There is a lot to be discussed about the implementation and the difficulties encountered during this research. These difficulties and errors can be categorized into three categories which will be discussed in this section.

6.1 Hourglass model

The biggest contributor to the failure to predict accurate counts for behaviour is the hourglass model. The model performed moderately well on the MPPDA data set but was not robust enough to carry over to a totally new pig pen environment. The fact that the predictions for single pig instances were worse than in the original paper could have several different reasons. One reason could be the simplification from the 16-channel to a 6-channel representation. There were two reasons to simplify this representation. The first is that in reducing the dimensions, training would become easier because less parameters would need to be trained and memory use would be reduced. The second reason is that a lot of the annotated pig instances from Serket only feature the tail and shoulder points of pigs. The reduced dimensionality of the representation will lead to less annotation work and a more ready-to-implement model for Serket. However, in changing this, the implementation became less reliable. The accuracy of prediction for unseen environments on the MPPDA data is a good indication of why the model did not perform well on the unseen environments of the Serket data set which had even more challenges to overcome. From the validation and training loss it can be seen that the losses did not converge beyond the range of 24.95 and 11.44. This could be because of the nature of the loss function which calculates over the Gaussian distributions of the points for the mix of probabilities and real-offset values.
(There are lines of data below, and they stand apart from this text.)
//! The HTTP transport capability.
//!
//! The dispatcher never talks to the network directly: it hands a fully
//! resolved [`TransportRequest`] to a [`Transport`] and classifies whatever
//! comes back. [`ReqwestTransport`] is the production implementation; tests
//! may plug in their own.

use std::collections::HashMap;

use async_trait::async_trait;
use serde_json::Value;
use thiserror::Error;

use crate::clients::http_request::HttpMethod;
use crate::clients::http_response::HttpResponse;

/// A request with every URL, header and parameter resolved.
#[derive(Clone, Debug, PartialEq)]
pub struct TransportRequest {
    /// The HTTP method.
    pub method: HttpMethod,
    /// The absolute URL, without query string.
    pub url: String,
    /// Request headers.
    pub headers: HashMap<String, String>,
    /// Query parameters, in order.
    pub query: Vec<(String, String)>,
    /// JSON body, if any.
    pub body: Option<Value>,
}

/// A failure that produced no HTTP response.
#[derive(Debug, Error)]
pub enum TransportError {
    /// The HTTP client failed (connection, TLS, timeout...).
    #[error("Network error: {0}")]
    Network(#[from] reqwest::Error),

    /// Any other transport failure.
    #[error("Transport error: {0}")]
    Other(String),
}

/// Sends HTTP requests.
#[async_trait]
pub trait Transport: Send + Sync {
    /// Sends `request` and returns the response, whatever its status.
    ///
    /// # Errors
    ///
    /// Returns [`TransportError`] only when no HTTP response was obtained.
    async fn send(&self, request: TransportRequest) -> Result<HttpResponse, TransportError>;
}

/// [`Transport`] backed by `reqwest` with rustls.
#[derive(Clone, Debug)]
pub struct ReqwestTransport {
    client: reqwest::Client,
}

impl ReqwestTransport {
    /// Creates a transport with a fresh `reqwest` client.
    ///
    /// # Errors
    ///
    /// Returns [`TransportError::Network`] if the TLS backend cannot be
    /// initialized.
    pub fn new() -> Result<Self, TransportError> {
        let client = reqwest::Client::builder().use_rustls_tls().build()?;
        Ok(Self { client })
    }

    /// Wraps an existing `reqwest` client, e.g. one with custom timeouts.
    #[must_use]
    pub const fn with_client(client: reqwest::Client) -> Self {
        Self { client }
    }

    /// Parses response headers into a `HashMap` with lowercase keys.
    fn parse_response_headers(
        headers: &reqwest::header::HeaderMap,
    ) -> HashMap<String, Vec<String>> {
        let mut result: HashMap<String, Vec<String>> = HashMap::new();
        for (name, value) in headers {
            let key = name.as_str().to_lowercase();
            let value = value.to_str().unwrap_or_default().to_string();
            result.entry(key).or_default().push(value);
        }
        result
    }

    /// Parses a body as JSON. Empty bodies become `{}`, non-JSON text is kept
    /// as a string so error messages can quote it.
    fn parse_body(text: String) -> Value {
        if text.trim().is_empty() {
            return serde_json::json!({});
        }
        serde_json::from_str(&text).unwrap_or(Value::String(text))
    }
}

#[async_trait]
impl Transport for ReqwestTransport {
    async fn send(&self, request: TransportRequest) -> Result<HttpResponse, TransportError> {
        let mut builder = match request.method {
            HttpMethod::Get => self.client.get(&request.url),
            HttpMethod::Post => self.client.post(&request.url),
            HttpMethod::Put => self.client.put(&request.url),
        };

        for (key, value) in &request.headers {
            builder = builder.header(key, value);
        }

        if !request.query.is_empty() {
            builder = builder.query(&request.query);
        }

        if let Some(body) = &request.body {
            builder = builder.json(body);
        }

        let res = builder.send().await?;

        let status = res.status();
        let headers = Self::parse_response_headers(res.headers());
        let text = res.text().await.unwrap_or_default();

        Ok(HttpResponse::new(
            status.as_u16(),
            status.canonical_reason().unwrap_or_default(),
            headers,
            Self::parse_body(text),
        ))
    }
}

// Verify transport types are Send + Sync at compile time
const _: fn() = || {
    const fn assert_send_sync<T: Send + Sync>() {}
    assert_send_sync::<ReqwestTransport>();
    assert_send_sync::<TransportRequest>();
    assert_send_sync::<TransportError>();
};

#[cfg(test)]
mod tests {
    use super::*;
    use wiremock::matchers::{body_json, header, method, path, query_param};
    use wiremock::{Mock, MockServer, ResponseTemplate};

    fn request(method: HttpMethod, url: String) -> TransportRequest {
        TransportRequest {
            method,
            url,
            headers: HashMap::new(),
            query: Vec::new(),
            body: None,
        }
    }

    #[test]
    fn test_parse_body_rules() {
        assert_eq!(ReqwestTransport::parse_body(String::new()), serde_json::json!({}));
        assert_eq!(
            ReqwestTransport::parse_body(r#"{"data":[]}"#.to_string()),
            serde_json::json!({"data": []})
        );
        assert_eq!(
            ReqwestTransport::parse_body("Bad Gateway".to_string()),
            Value::String("Bad Gateway".to_string())
        );
    }

    #[tokio::test]
    async fn test_sends_query_and_headers() {
        let server = MockServer::start().await;
        Mock::given(method("GET"))
            .and(path("/helix/users"))
            .and(query_param("login", "twitchdev"))
            .and(header("authorization", "Bearer abc"))
            .respond_with(
                ResponseTemplate::new(200)
                    .insert_header("Ratelimit-Remaining", "799")
                    .set_body_json(serde_json::json!({"data": []})),
            )
            .expect(1)
            .mount(&server)
            .await;

        let mut req = request(HttpMethod::Get, format!("{}/helix/users", server.uri()));
        req.query.push(("login".to_string(), "twitchdev".to_string()));
        req.headers
            .insert("Authorization".to_string(), "Bearer abc".to_string());

        let response = ReqwestTransport::new().unwrap().send(req).await.unwrap();

        assert_eq!(response.code, 200);
        assert_eq!(response.status_message, "OK");
        assert_eq!(response.header("Ratelimit-Remaining"), Some("799"));
    }

    #[tokio::test]
    async fn test_sends_json_body() {
        let server = MockServer::start().await;
        Mock::given(method("POST"))
            .and(path("/helix/webhooks/hub"))
            .and(body_json(serde_json::json!({"hub.mode": "subscribe"})))
            .respond_with(ResponseTemplate::new(202))
            .expect(1)
            .mount(&server)
            .await;

        let mut req = request(HttpMethod::Post, format!("{}/helix/webhooks/hub", server.uri()));
        req.body = Some(serde_json::json!({"hub.mode": "subscribe"}));

        let response = ReqwestTransport::new().unwrap().send(req).await.unwrap();
        assert_eq!(response.code, 202);
    }

    #[tokio::test]
    async fn test_error_status_is_not_a_transport_error() {
        let server = MockServer::start().await;
        Mock::given(method("GET"))
            .respond_with(ResponseTemplate::new(404).set_body_string("not here"))
            .mount(&server)
            .await;

        let response = ReqwestTransport::new()
            .unwrap()
            .send(request(HttpMethod::Get, format!("{}/x", server.uri())))
            .await
            .unwrap();

        assert_eq!(response.code, 404);
        assert_eq!(response.status_message, "Not Found");
        assert_eq!(response.body_text(), "not here");
    }

    #[tokio::test]
    async fn test_unreachable_host_is_transport_error() {
        let result = ReqwestTransport::new()
            .unwrap()
            .send(request(HttpMethod::Get, "http://127.0.0.1:9/".to_string()))
            .await;
        assert!(matches!(result, Err(TransportError::Network(_))));
    }
}
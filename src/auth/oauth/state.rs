//! State parameter handling for OAuth CSRF protection.
//!
//! The state parameter is sent with the authorization URL and echoed back by
//! Twitch on the redirect. Comparing the two detects forged callbacks. It can
//! optionally carry custom data through the flow.
//!
//! # Example
//!
//! ```rust
//! use twitch_api::auth::oauth::StateParam;
//! use serde::{Serialize, Deserialize};
//!
//! let state = StateParam::new();
//! assert_eq!(state.as_ref().len(), 16);
//!
//! #[derive(Serialize, Deserialize, Debug, PartialEq)]
//! struct FlowData {
//!     return_url: String,
//! }
//!
//! let state = StateParam::with_data(&FlowData { return_url: "/dashboard".to_string() });
//! let extracted: Option<FlowData> = state.extract_data();
//! assert_eq!(extracted.unwrap().return_url, "/dashboard");
//! ```

use base64::prelude::*;
use rand::distributions::Alphanumeric;
use rand::Rng;
use serde::{de::DeserializeOwned, Deserialize, Serialize};
use std::fmt;

/// OAuth state parameter for CSRF protection and data preservation.
#[derive(Clone, Debug, PartialEq, Eq)]
pub struct StateParam {
    value: String,
}

#[derive(Serialize, Deserialize)]
struct StructuredState<T> {
    nonce: String,
    data: T,
}

// Verify StateParam is Send + Sync at compile time
const _: fn() = || {
    const fn assert_send_sync<T: Send + Sync>() {}
    assert_send_sync::<StateParam>();
};

impl StateParam {
    const NONCE_LENGTH: usize = 16;

    fn nonce() -> String {
        rand::thread_rng()
            .sample_iter(&Alphanumeric)
            .take(Self::NONCE_LENGTH)
            .map(char::from)
            .collect()
    }

    /// Creates a new state parameter holding a random alphanumeric nonce.
    #[must_use]
    pub fn new() -> Self {
        Self {
            value: Self::nonce(),
        }
    }

    /// Creates a state parameter embedding custom data next to a random nonce.
    ///
    /// The value is URL-safe base64 of `{"nonce": .., "data": ..}`.
    #[must_use]
    pub fn with_data<T: Serialize>(data: &T) -> Self {
        let structured = StructuredState {
            nonce: Self::nonce(),
            data,
        };
        let json = serde_json::to_string(&structured).unwrap_or_default();

        Self {
            value: BASE64_URL_SAFE_NO_PAD.encode(json.as_bytes()),
        }
    }

    /// Wraps a caller-chosen state string as-is.
    #[must_use]
    pub fn from_raw(raw: impl Into<String>) -> Self {
        Self { value: raw.into() }
    }

    /// Returns `true` if `returned` is exactly this state.
    #[must_use]
    pub fn matches(&self, returned: &str) -> bool {
        self.value == returned
    }

    /// Extracts data embedded with [`with_data`](Self::with_data).
    ///
    /// Returns `None` for plain nonces or when the data does not deserialize to `T`.
    #[must_use]
    pub fn extract_data<T: DeserializeOwned>(&self) -> Option<T> {
        let decoded = BASE64_URL_SAFE_NO_PAD.decode(self.value.as_bytes()).ok()?;
        let structured: StructuredState<T> = serde_json::from_slice(&decoded).ok()?;
        Some(structured.data)
    }
}

impl Default for StateParam {
    fn default() -> Self {
        Self::new()
    }
}

impl AsRef<str> for StateParam {
    fn as_ref(&self) -> &str {
        &self.value
    }
}

impl fmt::Display for StateParam {
    fn fmt(&self, f: &mut fmt::Formatter<'_>) -> fmt::Result {
        f.write_str(&self.value)
    }
}
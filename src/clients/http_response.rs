//! HTTP response type returned by a [`Transport`](crate::clients::Transport).

use std::collections::HashMap;

use chrono::{TimeZone, Utc};

use crate::clients::rate_limit::RateLimit;

/// Names of the rate-limit headers, lowercase.
#[derive(Clone, Copy, Debug, PartialEq, Eq)]
pub struct RateLimitHeaders {
    /// Bucket size header.
    pub limit: &'static str,
    /// Remaining points header.
    pub remaining: &'static str,
    /// Reset time header, in epoch seconds.
    pub reset: &'static str,
}

impl RateLimitHeaders {
    /// The headers Twitch sends.
    pub const TWITCH: Self = Self {
        limit: "ratelimit-limit",
        remaining: "ratelimit-remaining",
        reset: "ratelimit-reset",
    };
}

/// An HTTP response from the Twitch API.
///
/// Header names are stored lowercase.
#[derive(Clone, Debug)]
pub struct HttpResponse {
    /// The HTTP status code.
    pub code: u16,
    /// The reason phrase, e.g. `Unauthorized`.
    pub status_message: String,
    /// Response headers (headers may have multiple values).
    pub headers: HashMap<String, Vec<String>>,
    /// The parsed response body.
    pub body: serde_json::Value,
}

impl HttpResponse {
    /// Creates a response, lowercasing header names.
    #[must_use]
    pub fn new(
        code: u16,
        status_message: impl Into<String>,
        headers: HashMap<String, Vec<String>>,
        body: serde_json::Value,
    ) -> Self {
        let mut lowered: HashMap<String, Vec<String>> = HashMap::new();
        for (name, values) in headers {
            lowered.entry(name.to_lowercase()).or_default().extend(values);
        }

        Self {
            code,
            status_message: status_message.into(),
            headers: lowered,
            body,
        }
    }

    /// Returns `true` if the response status code is in the 2xx range.
    #[must_use]
    pub const fn is_ok(&self) -> bool {
        self.code >= 200 && self.code <= 299
    }

    /// Returns the first value of a header, matched case-insensitively.
    #[must_use]
    pub fn header(&self, name: &str) -> Option<&str> {
        self.headers
            .get(&name.to_lowercase())
            .and_then(|values| values.first())
            .map(String::as_str)
    }

    /// Parses the rate-limit headers.
    ///
    /// Returns `None` unless both the limit and remaining headers are present
    /// and integers. Negative values are kept as received. A missing or
    /// malformed reset header leaves `reset_at` unset.
    #[must_use]
    pub fn rate_limit(&self, names: &RateLimitHeaders) -> Option<RateLimit> {
        let limit = self.header(names.limit)?.trim().parse::<i64>().ok()?;
        let remaining = self.header(names.remaining)?.trim().parse::<i64>().ok()?;
        let reset_at = self
            .header(names.reset)
            .and_then(|value| value.trim().parse::<i64>().ok())
            .and_then(|seconds| Utc.timestamp_opt(seconds, 0).single());

        Some(RateLimit {
            limit,
            remaining,
            reset_at,
        })
    }

    /// Returns the body as text for error messages.
    #[must_use]
    pub fn body_text(&self) -> String {
        match &self.body {
            serde_json::Value::String(s) => s.clone(),
            other => other.to_string(),
        }
    }
}

#[cfg(test)]
mod tests {
    use super::*;
    use serde_json::json;

    fn response(headers: &[(&str, &str)]) -> HttpResponse {
        let headers = headers
            .iter()
            .map(|(k, v)| ((*k).to_string(), vec![(*v).to_string()]))
            .collect();
        HttpResponse::new(200, "OK", headers, json!({}))
    }

    #[test]
    fn test_is_ok_range() {
        assert!(HttpResponse::new(204, "No Content", HashMap::new(), json!({})).is_ok());
        assert!(!HttpResponse::new(301, "Moved", HashMap::new(), json!({})).is_ok());
        assert!(!HttpResponse::new(401, "Unauthorized", HashMap::new(), json!({})).is_ok());
    }

    #[test]
    fn test_header_lookup_is_case_insensitive() {
        let response = response(&[("Ratelimit-Limit", "800")]);
        assert_eq!(response.header("ratelimit-limit"), Some("800"));
        assert_eq!(response.header("RATELIMIT-LIMIT"), Some("800"));
    }

    #[test]
    fn test_rate_limit_parses_all_headers() {
        let response = response(&[
            ("Ratelimit-Limit", "800"),
            ("Ratelimit-Remaining", "799"),
            ("Ratelimit-Reset", "1700000000"),
        ]);

        let rate_limit = response.rate_limit(&RateLimitHeaders::TWITCH).unwrap();

        assert_eq!(rate_limit.limit, 800);
        assert_eq!(rate_limit.remaining, 799);
        assert_eq!(rate_limit.reset_at.unwrap().timestamp(), 1_700_000_000);
    }

    #[test]
    fn test_rate_limit_keeps_negative_remaining() {
        let response = response(&[("Ratelimit-Limit", "800"), ("Ratelimit-Remaining", "-1")]);

        let rate_limit = response.rate_limit(&RateLimitHeaders::TWITCH).unwrap();

        assert_eq!(rate_limit.limit, 800);
        assert_eq!(rate_limit.remaining, -1);
        assert!(rate_limit.reset_at.is_none());
    }

    #[test]
    fn test_rate_limit_absent_without_headers() {
        assert!(response(&[]).rate_limit(&RateLimitHeaders::TWITCH).is_none());
        assert!(response(&[("Ratelimit-Limit", "abc"), ("Ratelimit-Remaining", "1")])
            .rate_limit(&RateLimitHeaders::TWITCH)
            .is_none());
    }

    #[test]
    fn test_body_text_of_raw_string_body() {
        let response = HttpResponse::new(500, "Internal Server Error", HashMap::new(), json!("oops"));
        assert_eq!(response.body_text(), "oops");
    }
}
By using a simple range reduction for the real-offset values, the focus of training was too much on associations instead of locations. A 1-to-1 prediction from an image to a target output was hard to find for the model because of the Gaussian distribution of each of the 6-channels. The loss of training would not further decrease and network did not manage to learn everything from the MPPDA data set.

6.2 Camera angle and image quality

One noticeable thing from the MPPDA data set results was that the model had difficulty pre-dicting locations of pigs at the far end of the pen for images from an angle. This can be seen from the result in appendix B. This difficulty with predictions for images from a slanted camera angle causes problem for the Serket data set where cameras were installed at an angle and feeder and drinking stations were at the far side of the pen. Because of this, the data set consisted only of pen environments which were difficult for the model to make predictions on. There were some slanted camera angles in the MPPDA data set but these samples proved to be too sparse to provide a robust model for these kind of situations. If it were the case that the Serket data consisted of top-down viewing cameras, such as in figure 9, the model would likely perform much better.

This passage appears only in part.